Question

Differentiate from first principle

1. y= x^2 + 3x

2. y= x^2 + 3x + 8

Answer 1

Differentiation of both the term is
`2x+3`

Explanation:

As we have to use first principle of derivatives lets recall the formula.
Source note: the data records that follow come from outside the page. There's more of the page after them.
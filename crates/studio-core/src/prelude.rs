//! Prelude module - commonly used types for convenient import.
//!
//! Use `use studio_core::prelude::*;` to import all foundation types.

pub use crate::types::{
    ActionId, EntryId, GroupId, Level, MethodName, ModelName, RecordId, RecordRef, RequestId,
    RuleId, Timestamp, UserId,
};
//! Method interception.
//!
//! For every `(model, method)` referenced by an active method rule,
//! the interceptor swaps the registered callable for a gating wrapper
//! and keeps the displaced original in its patch map.
//! [`MethodInterceptor::install`] is re-run after every rule mutation:
//! it patches newly referenced methods, restores the ones no rule
//! references any more, and never double-patches.
//!
//! The wrapper partitions the call's recordset by verdict. Fully
//! approved calls pass through unchanged; partially approved calls run
//! the original on the approved subset and return a diagnostic payload
//! describing the rest; fully blocked calls return the diagnostic
//! without invoking the original. Elevated sessions bypass gating
//! entirely. Evaluation errors fold into the diagnostic rather than
//! failing the call, with one exception: lock contention surfaces as a
//! transaction conflict so the host runtime retries the whole call.

use serde::{Deserialize, Serialize};
use serde_json::Value;
use std::collections::{HashMap, HashSet};
use std::fmt;
use std::sync::{Arc, RwLock};
use studio_core::{MethodName, ModelName, RecordId, RuleId};
use studio_host::{EntityRegistry, HostError, HostResult, OperationCall, OperationFn};

use crate::engine::{ApprovalEngine, ApprovalVerdict};
use crate::error::{ApprovalError, ApprovalResult};
use crate::rule::RuleTarget;

/// One approval still missing on a blocked record.
#[derive(Debug, Clone, Serialize, Deserialize)]
pub struct MissingApproval {
    /// The unsatisfied rule.
    pub rule: RuleId,
    /// Its approval wave.
    pub level: u8,
    /// Human-readable rule description.
    pub description: String,
    /// Whether the rule was explicitly refused rather than undecided.
    pub refused: bool,
}

/// Why one record was withheld from the gated operation.
#[derive(Debug, Clone, Serialize, Deserialize)]
pub struct BlockedRecord {
    /// The withheld record.
    pub record: RecordId,
    /// A fatal evaluation error, when one occurred.
    pub reason: Option<String>,
    /// The approvals still missing.
    pub missing: Vec<MissingApproval>,
}

impl BlockedRecord {
    fn from_verdict(record: RecordId, verdict: &ApprovalVerdict) -> Self {
        let missing = verdict
            .rules
            .iter()
            .filter_map(|rule| {
                let entry = verdict.entries.iter().find(|e| e.rule == rule.id);
                match entry {
                    Some(e) if e.approved => None,
                    entry => Some(MissingApproval {
                        rule: rule.id,
                        level: rule.level.get(),
                        description: rule.describe(),
                        refused: entry.is_some(),
                    }),
                }
            })
            .collect();
        Self {
            record,
            reason: None,
            missing,
        }
    }

    fn failed(record: RecordId, error: &ApprovalError) -> Self {
        Self {
            record,
            reason: Some(error.to_string()),
            missing: Vec::new(),
        }
    }
}

/// The payload a gated operation returns when not every record passed.
#[derive(Debug, Clone, Serialize, Deserialize)]
pub struct GateDiagnostic {
    /// Records the operation actually ran on.
    pub approved: Vec<RecordId>,
    /// Records withheld, with the missing approvals per record.
    pub blocked: Vec<BlockedRecord>,
    /// The original operation's result for the approved subset, when
    /// it ran.
    pub result: Option<Value>,
}

/// Installs and removes gating wrappers on the host's registry.
pub struct MethodInterceptor {
    registry: Arc<dyn EntityRegistry>,
    engine: Arc<ApprovalEngine>,
    patches: RwLock<HashMap<(ModelName, MethodName), OperationFn>>,
}

impl MethodInterceptor {
    /// Create an interceptor over the host registry.
    #[must_use]
    pub fn new(registry: Arc<dyn EntityRegistry>, engine: Arc<ApprovalEngine>) -> Self {
        Self {
            registry,
            engine,
            patches: RwLock::new(HashMap::new()),
        }
    }

    /// Reconcile the patch set with the active rules: patch every
    /// `(model, method)` an active rule references, restore every one
    /// no rule references any more. Idempotent.
    ///
    /// # Errors
    ///
    /// Propagates registry failures; a partially applied reconcile is
    /// completed by calling again.
    pub fn install(&self) -> ApprovalResult<()> {
        let desired: HashSet<(ModelName, MethodName)> =
            self.engine.rules().method_targets().into_iter().collect();
        let mut patches = self
            .patches
            .write()
            .map_err(|e| ApprovalError::Storage(e.to_string()))?;

        let stale: Vec<(ModelName, MethodName)> = patches
            .keys()
            .filter(|key| !desired.contains(*key))
            .cloned()
            .collect();
        for key in stale {
            if let Some(original) = patches.remove(&key) {
                self.registry.replace_operation(&key.0, &key.1, original)?;
                tracing::info!(model = %key.0, method = %key.1, "gating patch removed");
            }
        }

        for (model, method) in desired {
            if patches.contains_key(&(model.clone(), method.clone())) {
                continue;
            }
            let original = self.registry.operation(&model, &method).ok_or_else(|| {
                ApprovalError::Host(HostError::UnknownOperation {
                    model: model.clone(),
                    method: method.clone(),
                })
            })?;
            let wrapper = self.wrapper(model.clone(), method.clone(), Arc::clone(&original));
            let displaced = self.registry.replace_operation(&model, &method, wrapper)?;
            tracing::info!(%model, %method, "gating patch installed");
            patches.insert((model, method), displaced);
        }
        Ok(())
    }

    /// Restore every patched callable.
    ///
    /// # Errors
    ///
    /// Propagates registry failures.
    pub fn uninstall(&self) -> ApprovalResult<()> {
        let mut patches = self
            .patches
            .write()
            .map_err(|e| ApprovalError::Storage(e.to_string()))?;
        for ((model, method), original) in patches.drain() {
            self.registry.replace_operation(&model, &method, original)?;
            tracing::info!(%model, %method, "gating patch removed");
        }
        Ok(())
    }

    /// Number of live patches.
    #[must_use]
    pub fn patch_count(&self) -> usize {
        self.patches.read().map(|p| p.len()).unwrap_or(0)
    }

    fn wrapper(&self, model: ModelName, method: MethodName, original: OperationFn) -> OperationFn {
        let engine = Arc::clone(&self.engine);
        Arc::new(move |call: &OperationCall| gate_call(&engine, &model, &method, &original, call))
    }
}

impl fmt::Debug for MethodInterceptor {
    fn fmt(&self, f: &mut fmt::Formatter<'_>) -> fmt::Result {
        f.debug_struct("MethodInterceptor")
            .field("patches", &self.patch_count())
            .finish_non_exhaustive()
    }
}

fn gate_call(
    engine: &ApprovalEngine,
    model: &ModelName,
    method: &MethodName,
    original: &OperationFn,
    call: &OperationCall,
) -> HostResult<Value> {
    if call.session.elevated {
        tracing::debug!(%model, %method, session = %call.session, "elevated call bypasses gating");
        return original(call);
    }
    let target = RuleTarget::Method(method.clone());
    let mut approved = Vec::new();
    let mut blocked = Vec::new();
    for &record in &call.records {
        match engine.check_approval(&call.session, model, &target, record) {
            Ok(verdict) if verdict.approved => approved.push(record),
            Ok(verdict) => blocked.push(BlockedRecord::from_verdict(record, &verdict)),
            Err(ApprovalError::LockContention { model, record }) => {
                return Err(HostError::TransactionConflict {
                    reason: format!("approval rules for {model}{record} are locked"),
                });
            },
            Err(e) => {
                tracing::warn!(%model, %record, "approval check failed: {e}");
                blocked.push(BlockedRecord::failed(record, &e));
            },
        }
    }
    if blocked.is_empty() {
        return original(call);
    }
    let result = if approved.is_empty() {
        None
    } else {
        Some(original(&call.narrowed(approved.clone()))?)
    };
    let diagnostic = GateDiagnostic {
        approved,
        blocked,
        result,
    };
    serde_json::to_value(diagnostic).map_err(|e| HostError::Storage(e.to_string()))
}

#[cfg(test)]
mod tests {
    use super::*;
    use chrono::NaiveDate;
    use serde_json::json;
    use studio_core::UserId;
    use studio_host::{MemoryHost, Predicate, Session};

    use crate::approver::ApproverLog;
    use crate::entry::EntryStore;
    use crate::notify::NotificationAdapter;
    use crate::request::RequestStore;
    use crate::rule::{NewRule, RuleStore};

    fn harness() -> (Arc<MemoryHost>, Arc<ApprovalEngine>, MethodInterceptor) {
        let host = Arc::new(MemoryHost::new());
        let model = ModelName::from("document");
        host.add_model(model.clone());
        host.insert_record(&model, RecordId(1), json!({"amount": 100}));
        host.insert_record(&model, RecordId(2), json!({"amount": 200}));
        host.register_operation(
            &model,
            &MethodName::from("validate"),
            Arc::new(|call| Ok(json!({"validated": call.records}))),
        );
        let entries = Arc::new(EntryStore::new());
        let rules = Arc::new(RuleStore::new(host.clone(), entries.clone()));
        let log = Arc::new(ApproverLog::new());
        let requests = Arc::new(RequestStore::new(host.clone()));
        let notifier = NotificationAdapter::new(
            host.clone(),
            host.clone(),
            host.clone(),
            log.clone(),
            requests.clone(),
        );
        let engine = Arc::new(ApprovalEngine::new(
            rules,
            log,
            entries,
            requests,
            host.clone(),
            host.clone(),
            notifier,
        ));
        let interceptor = MethodInterceptor::new(host.clone(), Arc::clone(&engine));
        (host, engine, interceptor)
    }

    fn session(user: UserId) -> Session {
        Session::user(user).with_today(NaiveDate::from_ymd_opt(2024, 6, 15).unwrap())
    }

    fn validate(host: &MemoryHost, records: Vec<RecordId>, s: Session) -> Value {
        let call = OperationCall::new(ModelName::from("document"), records, s);
        host.invoke(&MethodName::from("validate"), &call).unwrap()
    }

    fn new_rule() -> NewRule {
        NewRule::method(ModelName::from("document"), MethodName::from("validate"))
    }

    #[test]
    fn test_install_uninstall_roundtrip() {
        let (host, engine, interceptor) = harness();
        engine.rules().create(new_rule()).unwrap();
        interceptor.install().unwrap();
        assert_eq!(interceptor.patch_count(), 1);

        // Stranger is gated.
        let out = validate(&host, vec![RecordId(1)], session(UserId::new()));
        assert!(out.get("blocked").is_some());

        interceptor.uninstall().unwrap();
        assert_eq!(interceptor.patch_count(), 0);
        let out = validate(&host, vec![RecordId(1)], session(UserId::new()));
        assert_eq!(out, json!({"validated": [1]}));
    }

    #[test]
    fn test_install_is_idempotent() {
        let (host, engine, interceptor) = harness();
        engine.rules().create(new_rule()).unwrap();
        interceptor.install().unwrap();
        interceptor.install().unwrap();
        assert_eq!(interceptor.patch_count(), 1);

        // A single uninstall restores the unwrapped original.
        interceptor.uninstall().unwrap();
        let out = validate(&host, vec![RecordId(1)], session(UserId::new()));
        assert_eq!(out, json!({"validated": [1]}));
    }

    #[test]
    fn test_reinstall_removes_stale_patches() {
        let (host, engine, interceptor) = harness();
        let rule = engine.rules().create(new_rule()).unwrap();
        interceptor.install().unwrap();
        assert_eq!(interceptor.patch_count(), 1);

        engine.rules().archive(rule.id).unwrap();
        interceptor.install().unwrap();
        assert_eq!(interceptor.patch_count(), 0);
        let out = validate(&host, vec![RecordId(1)], session(UserId::new()));
        assert_eq!(out, json!({"validated": [1]}));
    }

    #[test]
    fn test_elevated_session_bypasses_gating() {
        let (host, engine, interceptor) = harness();
        engine.rules().create(new_rule()).unwrap();
        interceptor.install().unwrap();

        let s = Session::elevated(UserId::new());
        let out = validate(&host, vec![RecordId(1)], s);
        assert_eq!(out, json!({"validated": [1]}));
        assert_eq!(engine.entries().count(), 0);
    }

    #[test]
    fn test_approver_passes_through() {
        let (host, engine, interceptor) = harness();
        let approver = UserId::new();
        let rule = engine.rules().create(new_rule()).unwrap();
        engine
            .log()
            .set_approvers(
                rule.id,
                vec![approver],
                UserId::new(),
                session(approver).today,
            )
            .unwrap();
        interceptor.install().unwrap();

        let out = validate(&host, vec![RecordId(1)], session(approver));
        assert_eq!(out, json!({"validated": [1]}));
        assert!(engine.entries().get(rule.id, RecordId(1)).is_some());
    }

    #[test]
    fn test_partial_approval_narrows_the_call() {
        let (host, engine, interceptor) = harness();
        let scoped = new_rule().with_domain(Predicate::new(json!([["amount", ">", 150]])));
        engine.rules().create(scoped).unwrap();
        interceptor.install().unwrap();

        // Record 1 is outside the domain and passes; record 2 is gated.
        let out = validate(
            &host,
            vec![RecordId(1), RecordId(2)],
            session(UserId::new()),
        );
        let diagnostic: GateDiagnostic = serde_json::from_value(out).unwrap();
        assert_eq!(diagnostic.approved, vec![RecordId(1)]);
        assert_eq!(diagnostic.blocked.len(), 1);
        assert_eq!(diagnostic.blocked[0].record, RecordId(2));
        assert_eq!(diagnostic.blocked[0].missing.len(), 1);
        assert_eq!(diagnostic.result, Some(json!({"validated": [1]})));
    }

    #[test]
    fn test_fully_blocked_call_never_runs_the_original() {
        let (host, engine, interceptor) = harness();
        engine.rules().create(new_rule()).unwrap();
        interceptor.install().unwrap();

        let out = validate(&host, vec![RecordId(1)], session(UserId::new()));
        let diagnostic: GateDiagnostic = serde_json::from_value(out).unwrap();
        assert!(diagnostic.approved.is_empty());
        assert!(diagnostic.result.is_none());
        assert!(!diagnostic.blocked[0].missing[0].refused);
    }

    #[test]
    fn test_refusal_is_reported_in_the_diagnostic() {
        let (host, engine, interceptor) = harness();
        let approver = UserId::new();
        let rule = engine.rules().create(new_rule()).unwrap();
        engine
            .log()
            .set_approvers(
                rule.id,
                vec![approver],
                UserId::new(),
                session(approver).today,
            )
            .unwrap();
        engine
            .set_approval(&session(approver), rule.id, RecordId(1), false)
            .unwrap();
        interceptor.install().unwrap();

        let out = validate(&host, vec![RecordId(1)], session(UserId::new()));
        let diagnostic: GateDiagnostic = serde_json::from_value(out).unwrap();
        assert!(diagnostic.blocked[0].missing[0].refused);
    }
}
//! Shared test infrastructure for model layer tests.
//!
//! `setup_test_db()` creates a temporary SQLite database with the schema
//! applied. The TempDir must be kept alive for the Connection to remain
//! valid.

use rusqlite::Connection;
use tempfile::TempDir;

use waypoint::auth::session::Permissions;
use waypoint::db::MIGRATIONS;
use waypoint::models::answer::{self, AnswerForm};
use waypoint::models::step::{self, StepForm, StepType};

pub fn setup_test_db() -> (TempDir, Connection) {
    let dir = TempDir::new().expect("Failed to create temp dir");
    let db_path = dir.path().join("test.db");
    let conn = Connection::open(&db_path).expect("Failed to open test DB");

    conn.execute_batch("PRAGMA foreign_keys=ON; PRAGMA journal_mode=WAL;")
        .expect("Failed to set pragmas");

    conn.execute_batch(MIGRATIONS)
        .expect("Failed to run migrations");

    (dir, conn)
}

/// Permissions of a full tree editor.
pub fn editor_permissions() -> Permissions {
    Permissions::from_csv("trees.manage,trees.delete")
}

pub fn create_question(conn: &Connection, title: &str) -> i64 {
    step::create(
        conn,
        &StepForm {
            title: title.to_string(),
            step_type: StepType::Question,
            content: String::new(),
            hide_title: false,
        },
    )
    .expect("create question step")
}

pub fn create_result(conn: &Connection, title: &str) -> i64 {
    step::create(
        conn,
        &StepForm {
            title: title.to_string(),
            step_type: StepType::Result,
            content: String::new(),
            hide_title: false,
        },
    )
    .expect("create result step")
}

/// Create an answer under `question_id` leading to `resulting_step_id`.
pub fn link_answer(
    conn: &Connection,
    question_id: i64,
    resulting_step_id: Option<i64>,
    title: &str,
) -> i64 {
    answer::create(
        conn,
        &AnswerForm {
            title: title.to_string(),
            question_id,
            resulting_step_id,
            sort: None,
        },
    )
    .expect("create answer")
}
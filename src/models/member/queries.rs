use rusqlite::{Connection, params};

use super::types::*;
use crate::errors::AppError;

fn row_to_member(row: &rusqlite::Row) -> rusqlite::Result<Member> {
    Ok(Member {
        id: row.get("id")?,
        username: row.get("username")?,
        password_hash: row.get("password_hash")?,
        permission_codes: row.get("permission_codes")?,
        created_at: row.get("created_at")?,
    })
}

pub fn create(conn: &Connection, member: &NewMember) -> Result<i64, AppError> {
    conn.execute(
        "INSERT INTO members (username, password_hash, permission_codes) \
         VALUES (?1, ?2, ?3)",
        params![member.username, member.password_hash, member.permission_codes],
    )?;
    Ok(conn.last_insert_rowid())
}

pub fn find_by_username(conn: &Connection, username: &str) -> Result<Option<Member>, AppError> {
    let mut stmt = conn.prepare(
        "SELECT id, username, password_hash, permission_codes, created_at \
         FROM members WHERE username = ?1",
    )?;
    let mut rows = stmt.query_map(params![username], row_to_member)?;
    match rows.next() {
        Some(row) => Ok(Some(row?)),
        None => Ok(None),
    }
}
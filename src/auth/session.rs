use actix_session::Session;

use crate::errors::AppError;

/// Permission codes held by the logged-in member.
#[derive(Debug, Clone, Default)]
pub struct Permissions(pub Vec<String>);

impl Permissions {
    pub fn has(&self, code: &str) -> bool {
        self.0.iter().any(|p| p == code)
    }

    pub fn from_csv(csv: &str) -> Self {
        let codes = csv
            .split(',')
            .map(|s| s.trim())
            .filter(|s| !s.is_empty())
            .map(String::from)
            .collect();
        Permissions(codes)
    }
}

pub fn get_member_id(session: &Session) -> Option<i64> {
    session.get::<i64>("member_id").unwrap_or(None)
}

pub fn get_permissions(session: &Session) -> Result<Permissions, AppError> {
    match session.get::<String>("permissions") {
        Ok(Some(csv)) => Ok(Permissions::from_csv(&csv)),
        Ok(None) => Err(AppError::Session("No permissions in session".to_string())),
        Err(e) => Err(AppError::Session(format!("Session error: {e}"))),
    }
}

/// Check permission; returns Err(AppError::PermissionDenied) if denied.
pub fn require_permission(session: &Session, code: &str) -> Result<Permissions, AppError> {
    let permissions = get_permissions(session)?;

    if permissions.has(code) {
        Ok(permissions)
    } else {
        Err(AppError::PermissionDenied(code.to_string()))
    }
}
`f(x)= \lim_(h\to 0)((x+h)-f(x))/(h)`

Solving our eqaution.

`y=x^2+3x`

We will work with
`f(x+h)` then
`-f(x)` separately then put in the above formula.

1.

`f(x+h)=(x+h)^2+3(x+h)`

`(x^2+h^2+2hx+3x+3h)`

Now
`-f(x)`

`-f(x)=-x^2-3x`

Plugging the values of both.

`f(x)= \lim_(h\to 0)((x+h)-f(x))/(h)`

`f(x)= \lim_(h\to 0)((x^2+h^2+2hx+3h+3x)- x^2-3x)/(h)=(h^2+2hx+3h)/(h)`

Taking
`h` as common.

`f(x)= \lim_(h\to 0)(h^2+2hx+3h)/(h)=h+2x+3`

Putting
`h=0`

Then

`f(x)=2x+3` is the final derivative.

This will be same for
`y= x^2 + 3x + 8` as we have to put
`8` only.

2.

`f(x+h)=(x+h)^2+3(x+h)+8`

`(x^2+h^2+2hx+3x+3h)`

Then
`-f(x)=-x^2-3x-8`

Plugging the values of both.

`f(x)= \lim_(h\to 0)((x+h)-f(x))/(h)`

`f(x)= \lim_(h\to 0)((x^2+h^2+2hx+3h+3x+8)- x^2-3x-8)/(h)=(h^2+2hx+3h)/(h)`

Taking
`h` as common.

`f(x)= \lim_(h\to 0)(h^2+2hx+3h)/(h)=h+2x+3`

Putting
`h=0`

Then

`f(x)=2x+3` is the final derivative.

So both the derivatives are same.